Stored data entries
□ □ □

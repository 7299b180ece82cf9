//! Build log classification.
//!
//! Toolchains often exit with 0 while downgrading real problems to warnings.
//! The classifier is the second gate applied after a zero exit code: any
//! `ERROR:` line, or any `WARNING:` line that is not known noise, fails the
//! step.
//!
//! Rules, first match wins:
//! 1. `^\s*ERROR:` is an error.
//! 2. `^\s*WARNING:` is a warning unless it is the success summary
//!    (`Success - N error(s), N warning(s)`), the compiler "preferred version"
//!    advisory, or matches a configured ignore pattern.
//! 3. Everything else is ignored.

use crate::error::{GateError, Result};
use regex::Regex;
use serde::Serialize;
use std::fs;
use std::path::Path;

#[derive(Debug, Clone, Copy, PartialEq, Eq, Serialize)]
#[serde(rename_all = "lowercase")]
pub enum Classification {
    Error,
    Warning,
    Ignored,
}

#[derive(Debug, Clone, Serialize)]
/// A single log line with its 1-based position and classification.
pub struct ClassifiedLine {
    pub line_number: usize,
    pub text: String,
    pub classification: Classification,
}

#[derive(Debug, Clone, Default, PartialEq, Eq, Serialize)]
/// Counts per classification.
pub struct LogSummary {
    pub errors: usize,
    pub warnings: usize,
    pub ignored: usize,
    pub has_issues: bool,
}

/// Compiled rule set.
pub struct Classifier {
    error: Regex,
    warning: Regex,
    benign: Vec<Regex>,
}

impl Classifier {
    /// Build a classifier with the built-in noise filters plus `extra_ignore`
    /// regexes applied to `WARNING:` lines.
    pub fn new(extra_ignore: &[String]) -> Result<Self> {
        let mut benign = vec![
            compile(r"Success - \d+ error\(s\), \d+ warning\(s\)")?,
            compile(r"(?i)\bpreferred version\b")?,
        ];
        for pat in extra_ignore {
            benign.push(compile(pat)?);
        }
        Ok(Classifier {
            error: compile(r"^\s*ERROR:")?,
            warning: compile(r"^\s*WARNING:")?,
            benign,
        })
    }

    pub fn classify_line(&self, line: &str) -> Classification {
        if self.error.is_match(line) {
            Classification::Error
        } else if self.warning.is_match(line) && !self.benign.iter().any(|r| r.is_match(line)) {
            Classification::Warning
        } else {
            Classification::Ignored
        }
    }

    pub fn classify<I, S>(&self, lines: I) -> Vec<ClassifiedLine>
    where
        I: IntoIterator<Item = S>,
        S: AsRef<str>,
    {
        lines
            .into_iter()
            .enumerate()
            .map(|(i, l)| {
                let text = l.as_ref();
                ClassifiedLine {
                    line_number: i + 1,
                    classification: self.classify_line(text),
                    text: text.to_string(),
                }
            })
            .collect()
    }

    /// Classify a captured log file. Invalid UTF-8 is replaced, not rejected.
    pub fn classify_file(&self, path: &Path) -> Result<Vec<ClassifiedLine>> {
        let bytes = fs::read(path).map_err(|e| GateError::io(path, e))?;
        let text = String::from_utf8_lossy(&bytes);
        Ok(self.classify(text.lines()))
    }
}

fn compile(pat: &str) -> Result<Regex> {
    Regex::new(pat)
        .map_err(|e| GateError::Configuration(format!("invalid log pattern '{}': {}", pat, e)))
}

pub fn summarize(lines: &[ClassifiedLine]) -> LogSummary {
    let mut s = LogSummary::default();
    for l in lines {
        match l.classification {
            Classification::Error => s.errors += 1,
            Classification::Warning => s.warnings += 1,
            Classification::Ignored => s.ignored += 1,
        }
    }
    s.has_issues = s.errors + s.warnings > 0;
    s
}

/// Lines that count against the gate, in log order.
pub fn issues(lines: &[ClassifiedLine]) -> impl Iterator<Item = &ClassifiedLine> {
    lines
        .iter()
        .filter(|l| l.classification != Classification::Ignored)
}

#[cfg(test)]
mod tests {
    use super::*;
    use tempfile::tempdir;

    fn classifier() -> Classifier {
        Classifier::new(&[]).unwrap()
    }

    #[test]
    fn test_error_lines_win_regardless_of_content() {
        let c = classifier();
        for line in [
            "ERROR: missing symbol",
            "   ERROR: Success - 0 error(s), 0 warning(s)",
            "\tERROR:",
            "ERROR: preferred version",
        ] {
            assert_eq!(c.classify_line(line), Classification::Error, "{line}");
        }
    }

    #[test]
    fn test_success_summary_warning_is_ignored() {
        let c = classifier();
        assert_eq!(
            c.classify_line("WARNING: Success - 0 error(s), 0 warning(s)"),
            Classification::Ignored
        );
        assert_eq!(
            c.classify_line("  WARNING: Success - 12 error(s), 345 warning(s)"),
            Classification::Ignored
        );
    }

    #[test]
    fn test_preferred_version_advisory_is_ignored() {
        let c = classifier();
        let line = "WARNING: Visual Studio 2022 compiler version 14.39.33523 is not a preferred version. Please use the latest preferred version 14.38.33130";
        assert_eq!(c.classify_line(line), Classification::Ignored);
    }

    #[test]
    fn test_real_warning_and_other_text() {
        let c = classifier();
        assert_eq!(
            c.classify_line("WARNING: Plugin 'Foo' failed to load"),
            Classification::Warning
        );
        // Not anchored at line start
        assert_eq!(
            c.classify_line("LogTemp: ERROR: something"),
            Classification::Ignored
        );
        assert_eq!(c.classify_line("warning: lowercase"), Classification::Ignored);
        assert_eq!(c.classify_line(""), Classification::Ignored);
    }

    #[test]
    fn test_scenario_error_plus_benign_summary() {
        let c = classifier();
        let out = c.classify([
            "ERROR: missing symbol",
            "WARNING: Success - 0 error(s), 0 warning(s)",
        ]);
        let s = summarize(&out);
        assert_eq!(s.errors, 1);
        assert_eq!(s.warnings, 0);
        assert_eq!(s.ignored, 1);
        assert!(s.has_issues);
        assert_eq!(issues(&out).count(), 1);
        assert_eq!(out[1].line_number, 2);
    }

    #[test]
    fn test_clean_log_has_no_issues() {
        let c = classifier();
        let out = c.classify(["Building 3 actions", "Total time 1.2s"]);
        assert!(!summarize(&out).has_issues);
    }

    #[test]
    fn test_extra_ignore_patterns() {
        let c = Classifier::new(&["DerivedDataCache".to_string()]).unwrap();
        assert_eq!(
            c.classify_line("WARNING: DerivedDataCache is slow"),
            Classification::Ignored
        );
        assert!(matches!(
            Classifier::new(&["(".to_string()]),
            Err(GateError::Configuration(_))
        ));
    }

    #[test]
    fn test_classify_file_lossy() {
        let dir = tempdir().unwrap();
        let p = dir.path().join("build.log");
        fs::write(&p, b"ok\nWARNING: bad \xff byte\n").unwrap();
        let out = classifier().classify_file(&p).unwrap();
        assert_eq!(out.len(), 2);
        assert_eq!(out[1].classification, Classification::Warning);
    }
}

□ □ □

PROBLEM DETAILS: The answer must be every line from the records above that contains the word "tempdir", copied in full.

EXERCISE RESULT:
    use tempfile::tempdir;
        let dir = tempdir().unwrap();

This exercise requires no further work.